Tuesday, April 17, 2018

Not For The Faint Of Praise



Frustrating, isn’t it?  There are few things quite so deflating as being "damned with faint praise".  But try not to be discouraged when folks seem to say the wrong things.  They really mean to be saying the right things.

When I wrote short bios of my potter friends as part of my social media push to amplify a pottery festival I was going to be part of, it was easy to do.  The potters I was writing about are all fantastic potters.  They are my heroes, my role models, my friends.  Their work is easy to promote for all I’m worth.  It’s some of the finest pottery being made by some of the most accomplished potters in the country today.

But I was (and continue to be) acutely aware of the danger of describing someone's work in a way that, though meant to be complimentary,  could be misunderstood as anything but. Maybe what I wrote would be read and taken as too slight – not superlative enough.  I may not have said enough. I might have praised the wrong aspect. I might even have mis-interpreted their work. I might have said too much about one and not enough about the other.
It's a real minefield.

Additionally, though I observe this at the risk of being misunderstood completely, I was writing those reviews at the height of the "Me Too" movement. For that reason, I wrote only one review of a woman potter.  My lack of reviewing women was the unintended consequence of a well-meaning movement, but a movement that had nonetheless  interjected just too much risk into writing about a woman. I could have written something TOTALLY intending to be complimentary -- but would be misunderstood because the default mood of the day had "offended" dialed up to 11.  On social media I’ve always intended to stay politically neutral and that made it additionally risky.  Ironically, anyone who knows me well has heard me say that my favorite potters are almost all women.

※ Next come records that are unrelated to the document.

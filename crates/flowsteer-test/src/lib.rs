//! Test infrastructure for flowsteer
//!
//! Provides:
//! - [`MockNic`], an in-memory NIC with scriptable failures
//! - Device and policy fixtures for common scenarios
//! - Rule table verification helpers

pub mod fixtures;
mod mock_nic;
mod verification;

pub use fixtures::*;
pub use mock_nic::MockNic;
pub use verification::*;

I only went down that particular rabbit trail to point out that, in addition to simple "damning with faint praise", there are other factors that play heavily into why what one means to be saying – or not saying -- is OFTEN taken the wrong way.

One thing I've noticed in the past 20 years -- since the inception of internet communication -- is how much trouble people have when trying to express themselves in writing. There may be one in a million people who, when they write, can actually convey well what they mean to be saying. And one in a billion who can say it in a way that also conveys something satisfactorily beyond some journalistic literalism. Those statistics might be inaccurate or exaggerated. My research is incomplete.

People generally just don't write well. They don't speak well either.
Additionally, we as creative people have our necks stuck out there by choice. We choose to put our works (and our dreams) out there and put to the criticism of strangers. We want our creative endeavors validated. But we're simultaneously scared that they won't be.

So we're hyper sensitive.

We want to believe the lies of validation. That's the strength of social media. There's always a facebook friend who will tell us what we want to hear.  And they don't mean to be untruthful any more than the faint praiser means to deflate us. They ALL want to encourage us. They just suck at it.

As long as I'm bloviating, would you indulge me one more observation about praise -- faint, absent, or misunderstood?

Experts don't praise experts for their expertise. They expect it. It's really not professional jealousy or competitiveness that keeps peers mum about our work. Oh, it might be that from time to time. But I think it's most often simply that peers expect the level of proficiency that makes one a peer. Peers don't find that proficiency praise worthy. Peers find proficiency to simply be the baseline.

You can wait until the day you die to get praise from your peers. Peers don't regularly praise peers. Peers aren't startled into praising what they expect.

I think we get a different kind of validation from our peers. I think the affirmation we get from peers comes in the form of inclusion, not praise.

So, if the artists you admire most aren't saying much about your work, you might just be receiving the highest praise possible.

4 comments:

  1. The artists I know have learned about constructive criticism...from their peers. It doesn't work if someone hasn't experienced how to listen to someone who knows more than they do about something they just tried, or if someone doesn't know how to say, when that "something" is used, it might be too fragile or too hard to hold...If only we really used our humble opinions! So we praise more than we should these days, I think.

    ReplyDelete
  2. even more difficult..writing about yourself.

    ReplyDelete
  3. enjoyed the read :) the greatest honor; another pottery purchasing work, I always find it very humbling.